Pursuant to the terms of the Real Property Purchase Agreement and concurrently with entering into such agreement, AMSC Husky purchased the real property that serves as Neeltran’s headquarters for $4.3 million, of which (a) $2.4 million was paid in immediately available funds by AMSC Husky to the RE Selling Parties, and (b) $1.9 million was paid directly to TD Bank as full payment for the outstanding indebtedness secured by the mortgage on such real property.

The Purchase Agreements also contain customary representations, warranties, covenants and indemnities.

The AMSC Shares issued to the Neeltran, Inc. Selling Stockholders were issued in reliance on the exemption from the registration provisions of Section 4(a)(2) of the Securities Act of 1933, as amended (the “Securities Act”), relating to sales by an issuer not involving any public offering.

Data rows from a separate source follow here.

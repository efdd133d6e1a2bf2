mod builder;
mod cache;
mod config;
mod context;
pub mod cookie;
mod error;
mod extract;
pub mod http;
mod inject;
pub mod provider;
mod router_ext;
pub mod routing;
mod token;
pub(crate) mod utils;
pub mod views;

pub use builder::DropboxContextBuilder;
pub use cache::{CacheStorage, Cached, DropboxCache};
pub use config::DropboxConfig;
pub use context::DropboxContext;
pub use error::{ConfigError, DropboxError};
pub use extract::{Dropbox, TEMPLATE_CONTEXT_NAME, TemplateContext};
pub use router_ext::{AuthInjector, RouterExt};
pub use token::OAuthToken;
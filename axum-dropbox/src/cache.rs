use std::{fmt, str::FromStr};

use crate::{
    ConfigError,
    config::DROPBOX_CACHE_STORAGE,
    provider::{AccountInfo, DropboxClient, DropboxSession},
};

/// Where derived values (session, client, account info) are memoized.
#[derive(Debug, Clone, Copy, Default, PartialEq, Eq)]
pub enum CacheStorage {
    /// Memoized on the request's [`Dropbox`](crate::Dropbox) handle.
    #[default]
    Request,
    /// Never memoized, every access recomputes.
    None,
}

impl CacheStorage {
    pub fn as_str(&self) -> &'static str {
        match self {
            CacheStorage::Request => "request",
            CacheStorage::None => "none",
        }
    }
}

impl FromStr for CacheStorage {
    type Err = ConfigError;

    fn from_str(value: &str) -> Result<Self, Self::Err> {
        match value {
            "request" => Ok(CacheStorage::Request),
            "none" => Ok(CacheStorage::None),
            _ => Err(ConfigError::Invalid {
                name: DROPBOX_CACHE_STORAGE,
                value: value.to_owned(),
            }),
        }
    }
}

/// A lazily computed value, either unset or computed.
#[derive(Debug, Clone, PartialEq, Eq)]
pub struct Cached<T> {
    value: Option<T>,
}

impl<T> Default for Cached<T> {
    fn default() -> Self {
        Self::unset()
    }
}

impl<T> Cached<T> {
    pub fn unset() -> Self {
        Self { value: None }
    }

    pub fn computed(value: T) -> Self {
        Self { value: Some(value) }
    }

    pub fn get(&self) -> Option<&T> {
        self.value.as_ref()
    }

    pub fn is_computed(&self) -> bool {
        self.value.is_some()
    }

    /// Moves the value out, leaving the slot unset.
    pub fn take(&mut self) -> Option<T> {
        self.value.take()
    }

    pub fn insert(&mut self, value: T) -> &mut T {
        self.value.insert(value)
    }

    pub fn invalidate(&mut self) {
        self.value = None;
    }
}

/// Request scoped cache of the values derived from the session state.
pub struct DropboxCache {
    storage: CacheStorage,
    pub(crate) session: Cached<DropboxSession>,
    pub(crate) client: Cached<DropboxClient>,
    pub(crate) account_info: Cached<AccountInfo>,
}

impl DropboxCache {
    pub fn new(storage: CacheStorage) -> Self {
        Self {
            storage,
            session: Cached::unset(),
            client: Cached::unset(),
            account_info: Cached::unset(),
        }
    }

    pub fn storage(&self) -> CacheStorage {
        self.storage
    }

    pub fn session(&self) -> Option<&DropboxSession> {
        self.session.get()
    }

    pub fn client(&self) -> Option<&DropboxClient> {
        self.client.get()
    }

    pub fn account_info(&self) -> Option<&AccountInfo> {
        self.account_info.get()
    }

    pub fn is_empty(&self) -> bool {
        !(self.session.is_computed()
            || self.client.is_computed()
            || self.account_info.is_computed())
    }

    pub fn invalidate(&mut self) {
        self.session.invalidate();
        self.client.invalidate();
        self.account_info.invalidate();
    }

    pub(crate) fn reuse_session(&mut self) -> Option<DropboxSession> {
        reuse(self.storage, &mut self.session)
    }

    pub(crate) fn reuse_client(&mut self) -> Option<DropboxClient> {
        reuse(self.storage, &mut self.client)
    }

    pub(crate) fn reuse_account_info(&mut self) -> Option<AccountInfo> {
        reuse(self.storage, &mut self.account_info)
    }
}

fn reuse<T>(storage: CacheStorage, slot: &mut Cached<T>) -> Option<T> {
    match storage {
        CacheStorage::Request => slot.take(),
        CacheStorage::None => {
            slot.invalidate();
            None
        }
    }
}

impl fmt::Debug for DropboxCache {
    fn fmt(&self, f: &mut fmt::Formatter<'_>) -> fmt::Result {
        f.debug_struct("DropboxCache")
            .field("storage", &self.storage)
            .field("session", &self.session.is_computed())
            .field("client", &self.client.is_computed())
            .field("account_info", &self.account_info.get())
            .finish()
    }
}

The sale of the AMSC Shares pursuant to the Stock Purchase Agreement has not been registered under the Securities Act or any state securities laws. The AMSC Shares may not be offered or sold in the United States absent registration or an exemption from registration under the Securities Act and any applicable state securities laws. This Current Report on Form 8-K is not an offer to sell or the solicitation of an offer to buy shares of common stock or other securities of the Company.

The foregoing descriptions of the Stock Purchase Agreement and the Real Property Purchase Agreement are not complete and are qualified in their entirety by reference to the full text of such agreements, copies of which are filed herewith as Exhibit 10.1 and Exhibit 10.2, respectively, to this Current Report on Form 8-K and is incorporated herein by reference.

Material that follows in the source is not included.